Initially, 81 patients were identified, and after exclusions, 59 patients with 75 transplanted teeth (56 premolars, 19 molars) were included. Data of the latter were analysed in this study. Fourteen patients had undergone a transplantation of molars (wisdom teeth) and 53 of premolars. Reasons for drop outs can be seen in Fig. 1. Overall mean age at transplantation was 13.53 years (SD 2.67), the mean age for premolar transplantation being 12.38 years (SD 1.33) and for molars being 16.91 years (SD 2.78). Mean observation time for premolars was 4.06 years (SD 2.44, range 0.64–12.28 years), while for molars the mean was 3.63 years (SD 3.00, range 0.44–10.10 years). Mean observation time for all included teeth was 3.95 years (SD 2.58, range 0.44–12.28 years). Table 1 displays the distribution of transplantations per location, use of enamel matrix proteins and surgeon. Kaplan-Meier cumulative success rate estimation at 10 years for all teeth was 59.6 %. When success was computed for each tooth type separately, premolars showed a 10-year success rate of 81.6 %, whereas molars showed 33.8 % for the same time period, the difference being highly significant (p < 0.001) (Fig. 2). No significant evidence of association was observed between success and root development stage (p = 0.13), use of enamel matrix proteins (p = 0.10), apex width (p = 0.59) or the recipient area (p = 0.48). However, strong associations between success and surgeon (p = 0.001) and success and tooth type (p < 0.001) were identified (Table 2).

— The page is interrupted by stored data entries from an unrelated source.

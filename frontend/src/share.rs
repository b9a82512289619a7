//! Sharing the current page through the Web Share API, falling back to the
//! clipboard. Both APIs are looked up reflectively so missing support reads
//! as `None` instead of a thrown exception.

use js_sys::{Function, Object, Promise, Reflect};
use wasm_bindgen::{JsCast, JsValue};
use wasm_bindgen_futures::JsFuture;

use crate::i18n::current::article as t;

#[derive(Debug, Clone, Copy, PartialEq, Eq)]
pub enum ShareOutcome {
    /// The native share sheet completed.
    Shared,
    /// The URL was written to the clipboard.
    Copied,
    Failed,
}

fn navigator_member(name: &str) -> Option<(JsValue, JsValue)> {
    let nav = Reflect::get(&js_sys::global(), &"navigator".into()).ok()?;
    if nav.is_undefined() || nav.is_null() {
        return None;
    }
    let member = Reflect::get(&nav, &name.into()).ok()?;
    if member.is_undefined() || member.is_null() {
        return None;
    }
    Some((nav, member))
}

async fn await_promise(value: Result<JsValue, JsValue>) -> Result<(), JsValue> {
    let promise = value?.dyn_into::<Promise>()?;
    JsFuture::from(promise).await.map(|_| ())
}

fn current_url() -> Option<String> {
    web_sys::window().and_then(|win| win.location().href().ok())
}

async fn native_share(title: &str, url: &str) -> Option<Result<(), JsValue>> {
    let (nav, share) = navigator_member("share")?;
    let share = share.dyn_into::<Function>().ok()?;

    let data = Object::new();
    let _ = Reflect::set(&data, &"title".into(), &title.into());
    let _ = Reflect::set(&data, &"text".into(), &t::SHARE_TEXT.into());
    let _ = Reflect::set(&data, &"url".into(), &url.into());

    Some(await_promise(share.call1(&nav, &data)).await)
}

async fn copy_to_clipboard(text: &str) -> Result<(), JsValue> {
    let (_, clipboard) =
        navigator_member("clipboard").ok_or_else(|| JsValue::from_str("clipboard unavailable"))?;
    let write_text = Reflect::get(&clipboard, &"writeText".into())?.dyn_into::<Function>()?;
    await_promise(write_text.call1(&clipboard, &text.into())).await
}

/// Share the page the user is on under `title`.
pub async fn share_current_page(title: &str) -> ShareOutcome {
    let Some(url) = current_url() else {
        return ShareOutcome::Failed;
    };

    if let Some(result) = native_share(title, &url).await {
        return match result {
            Ok(()) => ShareOutcome::Shared,
            Err(err) => {
                tracing::warn!(error = ?err, "native share rejected");
                ShareOutcome::Failed
            },
        };
    }

    match copy_to_clipboard(&url).await {
        Ok(()) => ShareOutcome::Copied,
        Err(err) => {
            tracing::warn!(error = ?err, "clipboard write failed");
            ShareOutcome::Failed
        },
    }
}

Kaplan-Meier plots for root development, use of enamel matrix proteins, apex width and surgeon are shown in Figs. 3, 4, 5, 6 and 7.
Fig. 1

Patient flow chart

Table 1

Distribution of transplantations per location, use of enamel matrix proteins and surgeon

 

All teeth (75)

Premolars (56)

Molars (19)

Recipient area

   

 Maxilla

10 (13.5 %)

5 (8.9 %)

5 (26.3 %)

 Mandible

65 (86.7 %)

51 (91.1 %)

14 (73.7 %)

Enamel matrix proteins

   

 Yes

34 (45.3 %)

27 (48.2 %)

7 (36.8 %)

 No

41 (64.7 %)

29 (51.8 %)

12 (63.2 %)

Surgeon

   

 1

31 (41.3 %)

28 (50.0 %)

3 (15.9 %)

 2

22 (29.3 %)

13 (23.2 %)

9 (47.4 %)

 3

22 (29.3 %)

15 (26.8 %)

7 (36.8 %)

Fig. 2

Kaplan-Meier plot comparing success of premolars and molars

Table 2

Analysis of associations between success and potentially influencing factors using the log-rank test. p values <0.05 were considered to be statistically significant

Success

p value

Tooth type (premolars/molars)

<0.001

Root development (<3/4, 3/4, >3/4)

0.13

Enamel matrix protein use (yes/no)

0.10

Apex width (>2/<2 mm)

0.59

Recipient area (maxilla/mandible)

0.48

Surgeon (1, 2, 3)

0.001

Fig. 3

Kaplan-Meier plot comparing success of three grouped root development stages

Fig. 4

Kaplan-Meier plot comparing success of transplantations with or without use of enamel matrix proteins

Fig. 5

Kaplan-Meier plot comparing success of teeth with apex larger or smaller than 2 mm

Fig. 6

Kaplan-Meier plot comparing success of the recipient sites (mandible/maxilla)

Fig. 7

Kaplan-Meier plot comparing success of the three surgeons

Discussion

Our sample showed a vast range of observation periods. This can be explained by the fact that failures, when they happened, often occurred at an early stage after transplantation. In contrary, some teeth had been observed over a long period of time for protocol reasons (consecutive patients). Since only few successful transplantations had observation times shorter than 1 year and by analysing censored data using Kaplan-Meier and log-rank tests with failure as the event, results account for the wide range of observation periods.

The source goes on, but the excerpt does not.